Mbappé fällt für Holland-Hit aus

von Redaktion

Franzosen-Star bricht sich die Nase und muss mindestens ein Spiel aussetzen

Wunsch der Fans: Mbappe mit Donatello-Maske. © Twitter

Das sieht nicht gut aus: Kylian Mbappe prallte gegen Österreichs Kevin Danso, die Nase musste aber nicht operiert, sondern nur gerichtet werden. Nun wird eine Spezialmaske angefertigt. © DPA

Düsseldorf – Kylian Mbappé konnte schon wieder lachen, als er um ein Uhr in der Nacht die Düsseldorfer Uni-Klinik durch den Hintereingang verlassen hatte. „Irgendwelche Ideen für Masken?“, fragte die Nase der französischen Fußball-Nation wenig später bei X, und die Antworten waren ein Fest. Die Kampfschildkröte Donatello von den Ninja Turtles, wie es seinem Spitznamen entspricht? Darth Vader? Das schrille Modell mexikanischer Wrestler? Oder doch die Emmanuel-Macron-Pappversion?
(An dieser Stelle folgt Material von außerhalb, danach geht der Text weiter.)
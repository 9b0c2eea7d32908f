//! The batch job orchestrator
//!
//! [`WorkspacePipeline`] runs a fixed sequence of stages over one
//! [`BatchJob`] and one [`PlatformJob`]:
//!
//! 1. init (in [`WorkspacePipeline::new`]), workspace prep, platform pre,
//!    environment diagnostics, isolation tool install;
//! 2. inside the workspace: virtualenv activation, toolchain update,
//!    dependency install, manifest fetch, source checkout, branch override,
//!    revision log, platform environment setup;
//! 3. build, test and result collection, or the packaging steps instead.
//!
//! Fail-fast stages propagate [`PipelineError`] with `?`, so nothing after a
//! fatal failure runs. Branch override, build, test and result collection are
//! soft: their exit codes land in the [`BatchReport`] and the run goes on.

use super::config::JobConfiguration;
use super::errors::PipelineError;
use super::hooks::{BuildFailureHook, LogOnly};
use super::types::{BatchReport, Stage, StageResult};
use crate::executor::{CommandInvocation, CommandRunner, ExecutionContext, ExecutionTrace};
use crate::platform::{BatchJob, PlatformJob, TargetOs, platform_job};
use std::fs;
use std::path::{Path, PathBuf};

/// File the manifest is downloaded to, inside the workspace
pub const MANIFEST_FILE: &str = "ros2.repos";

/// Directory of the virtualenv, inside the workspace
pub const VENV_DIR: &str = "venv";

/// Orchestrates one batch run
pub struct WorkspacePipeline {
    config: JobConfiguration,
    platform: Box<dyn PlatformJob>,
    job: BatchJob,
    on_build_failure: Box<dyn BuildFailureHook>,
    report: BatchReport,
}

impl std::fmt::Debug for WorkspacePipeline {
    fn fmt(&self, f: &mut std::fmt::Formatter<'_>) -> std::fmt::Result {
        f.debug_struct("WorkspacePipeline")
            .field("config", &self.config)
            .field("os", &self.platform.os())
            .field("job", &self.job)
            .field("report", &self.report)
            .finish_non_exhaustive()
    }
}

impl WorkspacePipeline {
    /// Init stage: validates the configuration and selects the platform.
    ///
    /// `base_dir` is where the workspace root is created. Nothing is touched
    /// and nothing runs before validation passes.
    ///
    /// # Errors
    ///
    /// Returns [`PipelineError::Configuration`] for invalid combinations.
    pub fn new(
        config: JobConfiguration,
        runner: CommandRunner,
        base_dir: impl Into<PathBuf>,
    ) -> Result<Self, PipelineError> {
        config.validate()?;

        let run_id = uuid::Uuid::new_v4();
        tracing::info!(run_id = %run_id, "Batch job called with args:");
        for (name, value) in config.describe() {
            tracing::info!("  - {name}={value}");
        }

        let mut context = ExecutionContext::new(base_dir, &config.python_interpreter);
        if std::env::var_os("TERM").is_none() {
            // Coerces make into coloured output.
            context.set_env("TERM", "xterm-256color");
        }

        let platform = platform_job(config.os, config.connext);
        let mut report = BatchReport::default();
        report.record(Stage::Init, StageResult::Success, None);

        Ok(Self {
            config,
            platform,
            job: BatchJob::new(runner, context),
            on_build_failure: Box::new(LogOnly),
            report,
        })
    }

    /// Replaces the platform variant selected from the configuration
    #[must_use]
    pub fn with_platform(mut self, platform: Box<dyn PlatformJob>) -> Self {
        self.platform = platform;
        self
    }

    /// Replaces the default log-only build failure hook
    #[must_use]
    pub fn with_build_failure_hook(mut self, hook: Box<dyn BuildFailureHook>) -> Self {
        self.on_build_failure = hook;
        self
    }

    /// Configuration of this run
    #[must_use]
    pub fn config(&self) -> &JobConfiguration {
        &self.config
    }

    /// Stage outcomes so far; complete once `run` returns
    #[must_use]
    pub fn report(&self) -> &BatchReport {
        &self.report
    }

    /// Every command executed so far
    #[must_use]
    pub fn trace(&self) -> &ExecutionTrace {
        self.job.trace()
    }

    /// Execution context as left by the last stage
    #[must_use]
    pub fn context(&self) -> &ExecutionContext {
        self.job.context()
    }

    /// Runs the batch job: setup, build, test, result collection.
    ///
    /// Returns 0 once every stage has run, whatever the soft stages
    /// returned; their codes are in [`report`](Self::report).
    ///
    /// # Errors
    ///
    /// Returns the first fatal failure.
    pub fn run(&mut self) -> Result<i32, PipelineError> {
        self.execute(|stages, job| stages.build_and_test(job))
    }

    /// Runs the shared setup, then `tail` inside the workspace
    pub(crate) fn execute(
        &mut self,
        tail: impl FnOnce(&mut Stages<'_>, &mut BatchJob) -> Result<(), PipelineError>,
    ) -> Result<i32, PipelineError> {
        let Self {
            config,
            platform,
            job,
            on_build_failure,
            report,
        } = self;
        let config: &JobConfiguration = config;
        let mut stages = Stages {
            config,
            platform: &**platform,
            on_build_failure,
            report,
        };

        let outcome = stages.prepare(job).and_then(|()| {
            job.with_directory(&config.layout.workspace, |job| {
                stages.setup_sources(job)?;
                tail(&mut stages, job)
            })
        });

        // Soft failures are reported in the summary, not through the exit code.
        stages.report.exit_code = match &outcome {
            Ok(()) => 0,
            Err(err) => i32::from(err.exit_code()),
        };
        outcome.map(|()| stages.report.exit_code)
    }
}

/// Borrowed view of a pipeline while its stages run
pub(crate) struct Stages<'a> {
    pub(crate) config: &'a JobConfiguration,
    pub(crate) platform: &'a dyn PlatformJob,
    pub(crate) on_build_failure: &'a mut Box<dyn BuildFailureHook>,
    pub(crate) report: &'a mut BatchReport,
}

impl Stages<'_> {
    /// Runs a fail-fast stage and records how it ended
    pub(crate) fn fatal<T>(
        &mut self,
        job: &mut BatchJob,
        stage: Stage,
        body: impl FnOnce(&mut BatchJob) -> Result<T, PipelineError>,
    ) -> Result<T, PipelineError> {
        job.enter_stage(stage);
        match body(job) {
            Ok(value) => {
                self.report.record(stage, StageResult::Success, None);
                Ok(value)
            }
            Err(err) => {
                let code = match &err {
                    PipelineError::FatalCommand { code, .. } => Some(*code),
                    _ => None,
                };
                self.report.record(stage, StageResult::Failure, code);
                Err(err)
            }
        }
    }

    /// Runs a single soft command as a stage and returns its exit code
    pub(crate) fn soft(
        &mut self,
        job: &mut BatchJob,
        stage: Stage,
        invocation: CommandInvocation,
    ) -> Result<i32, PipelineError> {
        job.enter_stage(stage);
        let code = job.run_unless_error(invocation)?;
        self.report
            .record(stage, StageResult::from_soft_exit(code), Some(code));
        Ok(code)
    }

    pub(crate) fn skip(&mut self, stage: Stage, reason: &str) {
        tracing::info!(stage = %stage, reason, "Skipping stage");
        self.report.record(stage, StageResult::Skipped, None);
    }

    /// Stages before entering the workspace
    fn prepare(&mut self, job: &mut BatchJob) -> Result<(), PipelineError> {
        let platform = self.platform;
        let workspace = job.context().resolve(&self.config.layout.workspace);

        self.fatal(job, Stage::WorkspacePrep, |_| {
            tracing::info!(workspace = %workspace.display(), "Using workspace");
            clean_workspace(&workspace)
        })?;
        self.fatal(job, Stage::PlatformPre, |job| platform.pre(job))?;
        self.fatal(job, Stage::EnvDiagnostics, |job| platform.show_env(job))?;

        if platform.can_install_isolation_tool() {
            self.fatal(job, Stage::PrereqInstall, |job| {
                job.run(
                    &CommandInvocation::interpreter().args(["-m", "pip", "install", "-U", "virtualenv"]),
                )
            })?;
        } else {
            // Needs elevated privileges here; the host image must provide it.
            self.skip(Stage::PrereqInstall, "virtualenv is expected on the host");
        }
        Ok(())
    }

    /// Stages inside the workspace up to and including environment setup
    fn setup_sources(&mut self, job: &mut BatchJob) -> Result<(), PipelineError> {
        let config = self.config;
        let platform = self.platform;

        if config.do_venv {
            self.fatal(job, Stage::EnvActivation, |job| {
                activate_venv(job, config.os)?;
                platform.show_env(job)
            })?;
        } else {
            self.skip(Stage::EnvActivation, "--do-venv not given");
        }

        self.fatal(job, Stage::ToolchainUpdate, |job| {
            job.run(&CommandInvocation::interpreter().args([
                "-m", "pip", "install", "-U", "pip", "setuptools",
            ]))?;
            job.run_unless_error(
                CommandInvocation::interpreter()
                    .args(["-c", "import setuptools; print(setuptools.__version__)"]),
            )?;
            job.run_unless_error(CommandInvocation::interpreter().args(["-m", "pip", "--version"]))
        })?;

        self.fatal(job, Stage::DependencyInstall, |job| {
            job.run(
                &CommandInvocation::interpreter()
                    .args(["-m", "pip", "install", "-U"])
                    .args(config.pip_dependencies.iter().cloned()),
            )
        })?;

        self.fatal(job, Stage::ManifestFetch, |job| {
            job.run(&CommandInvocation::new("curl").args([
                "-sk",
                config.repo_file_url.as_str(),
                "-o",
                MANIFEST_FILE,
            ]))?;
            let manifest = fs::read_to_string(job.context().resolve(MANIFEST_FILE))?;
            tracing::info!("Contents of `{MANIFEST_FILE}`:\n{manifest}");
            Ok(())
        })?;

        self.fatal(job, Stage::SourceCheckout, |job| {
            fs::create_dir_all(job.context().resolve(&config.layout.source))?;
            job.run(&CommandInvocation::new("vcs").args([
                "import",
                config.layout.source.as_str(),
                "--input",
                MANIFEST_FILE,
            ]))
        })?;

        match &config.test_branch {
            Some(branch) => {
                tracing::info!("Attempting to switch all repositories to the '{branch}' branch");
                let checkout = CommandInvocation::new("vcs")
                    .args(["custom", ".", "--args", "checkout"])
                    .arg(branch.as_str());
                let line = checkout.to_string();
                let code = self.soft(job, Stage::BranchOverride, checkout)?;
                tracing::info!("'{line}' returned exit code '{code}'");
            }
            None => self.skip(Stage::BranchOverride, "no --test-branch given"),
        }

        self.fatal(job, Stage::RevisionLog, |job| {
            job.run(&CommandInvocation::new("vcs").args([
                "log",
                "-l1",
                config.layout.source.as_str(),
            ]))
        })?;

        self.fatal(job, Stage::PlatformSetupEnv, |job| platform.setup_env(job))
    }

    /// Build, test and result collection; all soft
    fn build_and_test(&mut self, job: &mut BatchJob) -> Result<(), PipelineError> {
        let config = self.config;
        let layout = &config.layout;

        let build = build_tool(&layout.source)
            .args(["build", "--build-tests"])
            .args(["--build-space", layout.build.as_str()])
            .args(["--install-space", layout.install.as_str()])
            .arg(layout.source.as_str());
        let ret_build = self.soft(job, Stage::Build, build)?;
        if ret_build != 0 {
            self.on_build_failure.on_build_failure(ret_build, job.context());
        }

        let test = build_tool(&layout.source)
            .arg("test")
            .args(["--build-space", layout.build.as_str()])
            .args(["--install-space", layout.install.as_str()])
            // Built and installed above already.
            .args(["--skip-build", "--skip-install"])
            .arg(layout.source.as_str());
        let ret_test = self.soft(job, Stage::Test, test)?;
        tracing::info!("ament.py test returned: '{ret_test}'");

        let results = build_tool(&layout.source)
            .arg("test_results")
            .arg(layout.build.as_str());
        let ret_results = self.soft(job, Stage::ResultsCollection, results)?;
        tracing::info!("ament.py test_results returned: '{ret_results}'");
        Ok(())
    }
}

/// Interpreter invocation of the build tool script in `source`
pub(crate) fn build_tool(source: &str) -> CommandInvocation {
    let script = Path::new(".")
        .join(source)
        .join("ament")
        .join("ament_tools")
        .join("scripts")
        .join("ament.py");
    CommandInvocation::interpreter()
        .arg("-u")
        .arg(script.to_string_lossy().into_owned())
}

/// Removes `workspace` with all its contents and recreates it empty
fn clean_workspace(workspace: &Path) -> Result<(), PipelineError> {
    if workspace.exists() {
        tracing::debug!(path = %workspace.display(), "Removing previous workspace");
        fs::remove_dir_all(workspace)?;
    }
    fs::create_dir_all(workspace)?;
    Ok(())
}

/// Activation prefix and interpreter of the virtualenv at `venv`
fn venv_paths(os: TargetOs, venv: &Path) -> (Vec<String>, PathBuf) {
    match os {
        TargetOs::Windows => (
            vec![format!("\"{}\"", venv.join("Scripts").join("activate.bat").display()), "&&".to_string()],
            venv.join("Scripts").join("python.exe"),
        ),
        TargetOs::Linux | TargetOs::Osx => (
            vec![
                ".".to_string(),
                shell_words::quote(&venv.join("bin").join("activate").to_string_lossy()).into_owned(),
                "&&".to_string(),
            ],
            venv.join("bin").join("python"),
        ),
    }
}

/// Creates the virtualenv and switches the context over to it
fn activate_venv(job: &mut BatchJob, os: TargetOs) -> Result<(), PipelineError> {
    let host = job.context().interpreter().to_string_lossy().into_owned();
    job.run(
        &CommandInvocation::interpreter()
            .args(["-m", "virtualenv", "-p"])
            .arg(host)
            .arg(VENV_DIR),
    )?;

    let (prefix, python) = venv_paths(os, &job.context().resolve(VENV_DIR));
    let context = job.context_mut();
    context.push_run_prefix(prefix);
    context.push_interpreter(python);
    Ok(())
}
//! Packaging run
//!
//! Shares every setup stage with [`WorkspacePipeline`], then builds the
//! release tree instead of building and testing it, prunes executables that
//! must not ship, and archives the install space.

use super::errors::PipelineError;
use super::types::{BatchReport, Stage};
use super::workspace::{Stages, WorkspacePipeline, build_tool};
use crate::executor::ExecutionTrace;
use crate::infrastructure::ArchiveDescriptor;
use crate::platform::{BatchJob, TargetOs};
use std::fs;
use std::path::{Path, PathBuf};

/// Package built on its own after the main tree
pub const ROS1_BRIDGE: &str = "ros1_bridge";

/// Marker file that makes the build tool skip a package
pub const IGNORE_MARKER: &str = "AMENT_IGNORE";

const BUILD_TYPE: &str = "-DCMAKE_BUILD_TYPE=RelWithDebInfo";

/// Removes its marker file when dropped
#[derive(Debug)]
struct IgnoreMarker {
    path: PathBuf,
}

impl IgnoreMarker {
    /// Writes the marker into `package_dir`
    fn place(package_dir: &Path) -> Result<Self, PipelineError> {
        let path = package_dir.join(IGNORE_MARKER);
        fs::write(&path, "")?;
        tracing::info!(path = %path.display(), "Masked package from the main build");
        Ok(Self { path })
    }
}

impl Drop for IgnoreMarker {
    fn drop(&mut self) {
        if let Err(e) = fs::remove_file(&self.path) {
            tracing::warn!(path = %self.path.display(), error = %e, "Could not remove ignore marker");
        }
    }
}

/// Builds and archives a binary release of the workspace
#[derive(Debug)]
pub struct PackagingStage {
    pipeline: WorkspacePipeline,
}

impl PackagingStage {
    /// Wraps a pipeline whose setup stages have been configured
    #[must_use]
    pub fn new(pipeline: WorkspacePipeline) -> Self {
        Self { pipeline }
    }

    /// Runs setup, the release builds, pruning and archiving.
    ///
    /// # Errors
    ///
    /// Every packaging stage is fail-fast; returns the first failure.
    pub fn run(&mut self) -> Result<i32, PipelineError> {
        self.pipeline.execute(|stages, job| stages.build_and_package(job))
    }

    /// Stage outcomes and the archive path
    #[must_use]
    pub fn report(&self) -> &BatchReport {
        self.pipeline.report()
    }

    /// Every command executed so far
    #[must_use]
    pub fn trace(&self) -> &ExecutionTrace {
        self.pipeline.trace()
    }
}

impl Stages<'_> {
    fn build_and_package(&mut self, job: &mut BatchJob) -> Result<(), PipelineError> {
        let config = self.config;
        let layout = &config.layout;
        let os = config.os;

        self.fatal(job, Stage::PackageBuild, |job| {
            let bridge = job
                .context()
                .resolve(&layout.source)
                .join("ros2")
                .join(ROS1_BRIDGE);
            let _marker = if bridge.is_dir() {
                Some(IgnoreMarker::place(&bridge)?)
            } else {
                None
            };

            let mut build = build_tool(&layout.source)
                .arg("build")
                .args(["--build-space", layout.build.as_str()])
                .args(["--install-space", layout.install.as_str()])
                .arg(layout.source.as_str());
            if config.isolated {
                build = build.arg("--isolated");
            }
            if os != TargetOs::Windows {
                build = build.args(["--cmake-args", BUILD_TYPE]);
            }
            job.run(&build)
        })?;

        if matches!(os, TargetOs::Linux | TargetOs::Osx) {
            self.fatal(job, Stage::BridgeBuild, |job| {
                let mut build = build_tool(&layout.source)
                    .arg("build")
                    .args(["--build-space", layout.build.as_str()])
                    .args(["--install-space", layout.install.as_str()])
                    .arg(layout.source.as_str())
                    .args(["--only", ROS1_BRIDGE]);
                if config.isolated {
                    build = build.arg("--isolated");
                }
                // The bridge exhausts memory when compiled in parallel.
                job.run(&build.args(["--cmake-args", BUILD_TYPE, "--make-flags", "-j1"]))
            })?;
        } else {
            self.skip(Stage::BridgeBuild, "the bridge is not built on this platform");
        }

        self.fatal(job, Stage::PruneExecutables, |job| {
            let bin = job.context().resolve(&layout.install).join("bin");
            prune_executables(&bin)
        })?;

        let archive = self.fatal(job, Stage::Archive, |job| {
            let root = job.context().resolve(&layout.install);
            let descriptor = ArchiveDescriptor::for_os(os, root, job.context().current_dir());
            Ok(descriptor.write()?)
        })?;
        tracing::info!(archive = %archive.display(), "created archive");
        self.report.archive = Some(archive);
        Ok(())
    }
}

/// Whether an installed executable is left out of the package
fn is_excluded(name: &str) -> bool {
    name.contains("__rmw_") || name.starts_with("simple_bridge") || name.starts_with("static_bridge")
}

/// Deletes excluded entries of `bin`; a missing `bin` is left alone
fn prune_executables(bin: &Path) -> Result<(), PipelineError> {
    if !bin.is_dir() {
        tracing::debug!(path = %bin.display(), "No executables to prune");
        return Ok(());
    }
    for entry in fs::read_dir(bin)? {
        let entry = entry?;
        let name = entry.file_name();
        if !is_excluded(&name.to_string_lossy()) {
            continue;
        }
        let path = entry.path();
        tracing::info!(path = %path.display(), "Removing executable from package");
        if entry.file_type()?.is_dir() {
            fs::remove_dir_all(&path)?;
        } else {
            fs::remove_file(&path)?;
        }
    }
    Ok(())
}
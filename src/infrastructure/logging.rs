//! Logging configuration
//!
//! Initializes tracing for the binary.

use std::io::IsTerminal;

/// Initializes logging with the specified level.
///
/// `RUST_LOG` takes precedence over `level`. Colour is used when forced or
/// when stdout is a terminal. Calling this twice keeps the first subscriber.
pub fn init_logging(level: &str, force_ansi_color: bool) {
    use tracing_subscriber::{EnvFilter, fmt};

    let filter = EnvFilter::try_from_default_env().unwrap_or_else(|_| EnvFilter::new(level));

    let _ = fmt()
        .with_env_filter(filter)
        .with_target(false)
        .with_ansi(force_ansi_color || std::io::stdout().is_terminal())
        .try_init();
}

#[cfg(test)]
mod tests {
    use super::*;

    #[test]
    fn test_init_logging_twice() {
        init_logging("debug", false);
        init_logging("info", true);
    }
}
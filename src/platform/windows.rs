//! Windows job hooks
//!
//! Windows builds need the Visual Studio toolchain environment, which only
//! exists inside a `cmd` session that has run `vcvarsall.bat`. `setup_env`
//! writes an `env.bat` wrapper that prepares that session and then runs its
//! arguments, and routes every later command through it.

use super::{BatchJob, PlatformJob, TargetOs};
use crate::executor::CommandInvocation;
use crate::pipeline::PipelineError;
use std::path::PathBuf;

const ENV_WRAPPER: &str = "env.bat";
const CONNEXT_ENV_SCRIPT: &str = r"rti_connext_dds-5.3.1\resource\scripts\rtisetenv_x64Win64VS2015.bat";

/// Windows batch job
#[derive(Debug, Clone, Default)]
pub struct WindowsJob {
    connext_env_script: Option<PathBuf>,
}

impl WindowsJob {
    /// Creates the Windows variant, optionally building with Connext
    #[must_use]
    pub fn new(connext: bool) -> Self {
        let program_files =
            std::env::var("ProgramFiles").unwrap_or_else(|_| r"C:\Program Files".to_string());
        Self {
            connext_env_script: connext
                .then(|| PathBuf::from(program_files).join(CONNEXT_ENV_SCRIPT)),
        }
    }

    /// Overrides where the Connext environment script is looked up
    #[must_use]
    pub fn with_connext_env_script(mut self, script: impl Into<PathBuf>) -> Self {
        self.connext_env_script = Some(script.into());
        self
    }

    fn env_wrapper(&self) -> String {
        let mut lines = vec![
            "@echo off".to_string(),
            r#"call "%VS140COMNTOOLS%..\..\VC\vcvarsall.bat" x86_amd64"#.to_string(),
        ];
        match &self.connext_env_script {
            Some(script) if script.exists() => {
                lines.push(format!("call \"{}\"", script.display()));
            }
            Some(script) => tracing::warn!(
                script = %script.display(),
                "Asked to use Connext but the RTI env script was not found"
            ),
            None => {}
        }
        lines.push("%*".to_string());
        lines.push("if %ERRORLEVEL% NEQ 0 exit /b %ERRORLEVEL%".to_string());
        lines.join("\r\n") + "\r\n"
    }
}

impl PlatformJob for WindowsJob {
    fn os(&self) -> TargetOs {
        TargetOs::Windows
    }

    fn pre(&self, job: &mut BatchJob) -> Result<(), PipelineError> {
        // vcs and friends only emit ANSI colours when they think they run
        // under ConEmu.
        job.context_mut().set_env("ConEmuANSI", "ON");
        Ok(())
    }

    fn show_env(&self, job: &mut BatchJob) -> Result<(), PipelineError> {
        job.run(&CommandInvocation::new("set").shell(true))?;
        job.run(&CommandInvocation::interpreter().args(["-m", "pip", "freeze"]))?;
        Ok(())
    }

    fn setup_env(&self, job: &mut BatchJob) -> Result<(), PipelineError> {
        let wrapper = job.context().resolve(ENV_WRAPPER);
        std::fs::write(&wrapper, self.env_wrapper())?;
        tracing::info!(path = %wrapper.display(), "Wrote environment wrapper");

        let mut prefix = job.context().run_prefix().to_vec();
        prefix.push(ENV_WRAPPER.to_string());
        job.context_mut().push_run_prefix(prefix);
        Ok(())
    }
}

#[cfg(test)]
mod tests {
    use super::*;
    use crate::test_support::{ScriptedSpawner, batch_job};

    #[test]
    fn test_pre_enables_ansi_emulation() {
        let spawner = ScriptedSpawner::default();
        let mut job = batch_job(std::path::Path::new("/ws"), &spawner);

        WindowsJob::new(false).pre(&mut job).unwrap();

        assert_eq!(job.context().get_env("ConEmuANSI").map(String::as_str), Some("ON"));
        assert!(spawner.command_lines().is_empty());
    }

    #[test]
    fn test_setup_env_writes_wrapper_and_routes_commands() {
        let dir = tempfile::tempdir().unwrap();
        let spawner = ScriptedSpawner::default();
        let mut job = batch_job(dir.path(), &spawner);

        WindowsJob::new(false).setup_env(&mut job).unwrap();

        let wrapper = std::fs::read_to_string(dir.path().join("env.bat")).unwrap();
        assert!(wrapper.starts_with("@echo off\r\n"));
        assert!(wrapper.contains("vcvarsall.bat"));
        assert!(wrapper.contains("%*\r\n"));
        assert_eq!(job.context().run_prefix(), ["env.bat".to_string()]);

        job.run(&CommandInvocation::new("vcs").arg("log")).unwrap();
        let spec = &spawner.calls.borrow()[0];
        assert!(spec.shell);
        assert_eq!(spec.command_line, "env.bat vcs log");
    }

    #[test]
    fn test_wrapper_calls_connext_script_when_present() {
        let dir = tempfile::tempdir().unwrap();
        let script = dir.path().join("rtisetenv.bat");
        std::fs::write(&script, "").unwrap();

        let wrapper = WindowsJob::new(true)
            .with_connext_env_script(&script)
            .env_wrapper();
        assert!(wrapper.contains(&format!("call \"{}\"", script.display())));
    }
}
So oder so: Mbappés nächtlicher Scherz auf eigene Kosten macht dem EM-Favoriten Hoffnung. dass dieses Turnier für den teuersten Spieler der Welt nicht beendet ist – der Dämpfer folgte tags drauf. Wie die Sportzeitung L‘Équipe meldete, fällt der Superstar für den Vorrunden-Hit gegen die Niederlande aus. Bis Freitag wird er demnach sicher nicht fit, und fraglich ist auch, ob er im Gruppenfinale gegen Polen eingesetzt werden kann (25. Juni).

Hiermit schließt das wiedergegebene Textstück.